## Dataset records

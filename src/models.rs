use crate::calendar::DayCell;
use crate::dates::{next_saturday, parse_day_key};
use crate::schedule::PlanEntry;
use crate::timer::TimerSnapshot;
use chrono::NaiveDate;
use serde::{Deserialize, Serialize};
use serde_json::{Map, Value};
use std::collections::BTreeMap;
use std::fmt;
use std::str::FromStr;

/// Day-key to completion marker. Only `true` entries are ever stored.
pub type Completions = BTreeMap<String, bool>;

#[derive(Debug, Clone, Serialize, Deserialize, PartialEq, Eq)]
#[serde(rename_all = "camelCase")]
pub struct TrackingState {
    pub tracking_start_date: NaiveDate,
    #[serde(default)]
    pub plank_completions: Completions,
    #[serde(default)]
    pub workout_completions: Completions,
}

impl TrackingState {
    /// Fresh state whose cycle begins on the Saturday after `today`.
    pub fn default_for(today: NaiveDate) -> Self {
        Self::with_start(next_saturday(today))
    }

    pub fn with_start(tracking_start_date: NaiveDate) -> Self {
        Self {
            tracking_start_date,
            plank_completions: Completions::new(),
            workout_completions: Completions::new(),
        }
    }

    /// Layers stored fields over `defaults`, one top-level key at a time.
    ///
    /// A field that is missing or has the wrong shape keeps its default.
    /// Completion maps keep only entries stored as `true`; unknown keys are
    /// ignored.
    pub fn merge_over_defaults(stored: &Map<String, Value>, defaults: TrackingState) -> Self {
        let tracking_start_date = stored
            .get("trackingStartDate")
            .and_then(Value::as_str)
            .and_then(parse_day_key)
            .unwrap_or(defaults.tracking_start_date);

        Self {
            tracking_start_date,
            plank_completions: completions_or_empty(stored.get("plankCompletions")),
            workout_completions: completions_or_empty(stored.get("workoutCompletions")),
        }
    }

    pub fn completions(&self, kind: CompletionKind) -> &Completions {
        match kind {
            CompletionKind::Plank => &self.plank_completions,
            CompletionKind::Workout => &self.workout_completions,
        }
    }

    pub fn completions_mut(&mut self, kind: CompletionKind) -> &mut Completions {
        match kind {
            CompletionKind::Plank => &mut self.plank_completions,
            CompletionKind::Workout => &mut self.workout_completions,
        }
    }
}

fn completions_or_empty(value: Option<&Value>) -> Completions {
    let Some(Value::Object(entries)) = value else {
        return Completions::new();
    };
    entries
        .iter()
        .filter(|(_, flag)| matches!(flag, Value::Bool(true)))
        .map(|(key, _)| (key.clone(), true))
        .collect()
}

#[derive(Debug, Clone, Copy, PartialEq, Eq, Serialize)]
#[serde(rename_all = "lowercase")]
pub enum CompletionKind {
    Plank,
    Workout,
}

impl FromStr for CompletionKind {
    type Err = String;

    fn from_str(value: &str) -> Result<Self, Self::Err> {
        match value.trim() {
            "plank" => Ok(Self::Plank),
            "workout" => Ok(Self::Workout),
            other => Err(format!("kind must be 'plank' or 'workout', got '{other}'")),
        }
    }
}

impl fmt::Display for CompletionKind {
    fn fmt(&self, f: &mut fmt::Formatter<'_>) -> fmt::Result {
        match self {
            Self::Plank => f.write_str("plank"),
            Self::Workout => f.write_str("workout"),
        }
    }
}

#[derive(Debug, Deserialize)]
pub struct ToggleRequest {
    pub kind: String,
    pub date: String,
}

#[derive(Debug, Serialize, Deserialize)]
pub struct ToggleResponse {
    pub kind: String,
    pub date: String,
    pub completed: bool,
}

#[derive(Debug, Deserialize)]
pub struct CalendarQuery {
    pub year: Option<i32>,
    pub month: Option<i32>,
    /// `prev` or `next`, applied after `year`/`month`.
    pub nav: Option<String>,
}

#[derive(Debug, Serialize)]
pub struct CalendarResponse {
    pub year: i32,
    pub month: u32,
    pub label: String,
    pub weekdays: [&'static str; 7],
    pub cells: Vec<DayCell>,
}

#[derive(Debug, Serialize)]
pub struct ScheduleResponse {
    pub tracking_start_date: String,
    pub plan: Vec<PlanEntry>,
}

#[derive(Debug, Serialize)]
pub struct SummaryResponse {
    pub today: String,
    pub plank_done_today: bool,
    pub streak: u32,
    pub total_planks: usize,
    pub tracking_start_date: String,
    pub timer: TimerSnapshot,
}

#[derive(Debug, Serialize)]
pub struct ImportResponse {
    pub message: &'static str,
    pub tracking_start_date: String,
    pub plank_days: usize,
    pub workout_days: usize,
}
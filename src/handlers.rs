use crate::calendar::{build_calendar_at, CalendarMonth};
use crate::completions::{current_streak, is_complete, mark_plank, toggle, total_completed_planks};
use crate::dates::{day_key, parse_day_key};
use crate::errors::AppError;
use crate::models::{
    CalendarQuery, CalendarResponse, CompletionKind, ImportResponse, ScheduleResponse,
    SummaryResponse, ToggleRequest, ToggleResponse,
};
use crate::schedule::{weekly_plan, WEEKDAY_SHORT};
use crate::state::AppState;
use crate::storage::{export_file_name, export_state, import_state, persist_state};
use crate::timer::{self, TimerSnapshot};
use crate::ui::render_index;
use axum::{
    body::Bytes,
    extract::{Query, State},
    http::header,
    response::{Html, IntoResponse},
    Json,
};
use tracing::{info, warn};

pub async fn index(State(state): State<AppState>) -> Html<String> {
    let today = state.clock.today();
    let month = CalendarMonth::containing(today);
    Html(render_index(&day_key(today), &month.label()))
}

pub async fn get_summary(State(state): State<AppState>) -> Result<Json<SummaryResponse>, AppError> {
    Ok(Json(summary(&state).await))
}

pub async fn get_schedule(State(state): State<AppState>) -> Json<ScheduleResponse> {
    let data = state.data.lock().await;
    Json(ScheduleResponse {
        tracking_start_date: day_key(data.tracking_start_date),
        plan: weekly_plan(),
    })
}

pub async fn get_calendar(
    State(state): State<AppState>,
    Query(query): Query<CalendarQuery>,
) -> Result<Json<CalendarResponse>, AppError> {
    let today = state.clock.today();
    let current = CalendarMonth::containing(today);
    let out_of_range = || AppError::bad_request("month is out of range");
    let month = CalendarMonth::new(
        query.year.unwrap_or(current.year()),
        query.month.unwrap_or(current.month0() as i32),
    )
    .ok_or_else(out_of_range)?;
    let month = match query.nav.as_deref().map(str::trim) {
        None | Some("") => Some(month),
        Some("prev") => month.previous(),
        Some("next") => month.next(),
        Some(other) => {
            return Err(AppError::bad_request(format!(
                "nav must be 'prev' or 'next', got '{other}'"
            )));
        }
    }
    .ok_or_else(out_of_range)?;

    let cells = {
        let data = state.data.lock().await;
        build_calendar_at(today, month, &data).ok_or_else(out_of_range)?
    };
    Ok(Json(CalendarResponse {
        year: month.year(),
        month: month.month0(),
        label: month.label(),
        weekdays: WEEKDAY_SHORT,
        cells,
    }))
}

pub async fn post_toggle(
    State(state): State<AppState>,
    Json(payload): Json<ToggleRequest>,
) -> Result<Json<ToggleResponse>, AppError> {
    let kind: CompletionKind = payload.kind.parse().map_err(AppError::bad_request)?;
    let date = parse_day_key(&payload.date)
        .ok_or_else(|| AppError::bad_request("date must be a YYYY-MM-DD day key"))?;
    let key = day_key(date);

    let mut data = state.data.lock().await;
    let completed = toggle(&mut data, kind, &key);
    persist_state(&state.data_path, &data).await?;
    info!(%kind, date = %key, completed, "toggled completion");

    Ok(Json(ToggleResponse {
        kind: kind.to_string(),
        date: key,
        completed,
    }))
}

pub async fn post_mark_plank(
    State(state): State<AppState>,
) -> Result<Json<SummaryResponse>, AppError> {
    {
        let today = state.clock.today();
        let mut data = state.data.lock().await;
        mark_plank(&mut data, today);
        persist_state(&state.data_path, &data).await?;
        info!(%today, "marked plank complete");
    }
    Ok(Json(summary(&state).await))
}

pub async fn get_timer(State(state): State<AppState>) -> Json<TimerSnapshot> {
    Json(timer::timer_snapshot(&state).await)
}

pub async fn post_timer_start(State(state): State<AppState>) -> Json<TimerSnapshot> {
    Json(timer::start_timer(&state).await)
}

pub async fn post_timer_pause(State(state): State<AppState>) -> Json<TimerSnapshot> {
    Json(timer::pause_timer(&state).await)
}

pub async fn post_timer_reset(State(state): State<AppState>) -> Json<TimerSnapshot> {
    Json(timer::reset_timer(&state).await)
}

pub async fn get_export(State(state): State<AppState>) -> Result<impl IntoResponse, AppError> {
    let file_name = export_file_name(state.clock.today());
    let payload = {
        let data = state.data.lock().await;
        export_state(&data).map_err(AppError::internal)?
    };

    Ok((
        [
            (header::CONTENT_TYPE, "application/json".to_string()),
            (
                header::CONTENT_DISPOSITION,
                format!("attachment; filename=\"{file_name}\""),
            ),
        ],
        payload,
    ))
}

pub async fn post_import(
    State(state): State<AppState>,
    body: Bytes,
) -> Result<Json<ImportResponse>, AppError> {
    let incoming = import_state(&body, state.clock.today()).map_err(|err| {
        warn!("import rejected: {err}");
        AppError::from(err)
    })?;

    let mut data = state.data.lock().await;
    *data = incoming;
    persist_state(&state.data_path, &data).await?;
    info!(
        plank_days = data.plank_completions.len(),
        workout_days = data.workout_completions.len(),
        "imported tracking state"
    );

    Ok(Json(ImportResponse {
        message: "Data imported successfully.",
        tracking_start_date: day_key(data.tracking_start_date),
        plank_days: data.plank_completions.len(),
        workout_days: data.workout_completions.len(),
    }))
}

async fn summary(state: &AppState) -> SummaryResponse {
    let today = state.clock.today();
    let key = day_key(today);
    let (plank_done_today, streak, total_planks, tracking_start_date) = {
        let data = state.data.lock().await;
        (
            is_complete(&data, CompletionKind::Plank, &key),
            current_streak(&data, today),
            total_completed_planks(&data),
            day_key(data.tracking_start_date),
        )
    };

    SummaryResponse {
        today: key,
        plank_done_today,
        streak,
        total_planks,
        tracking_start_date,
        timer: timer::timer_snapshot(state).await,
    }
}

## Exercise instructions
Answer with one number, namely how many lines in the records contain the string "must".

## Answer for the task
3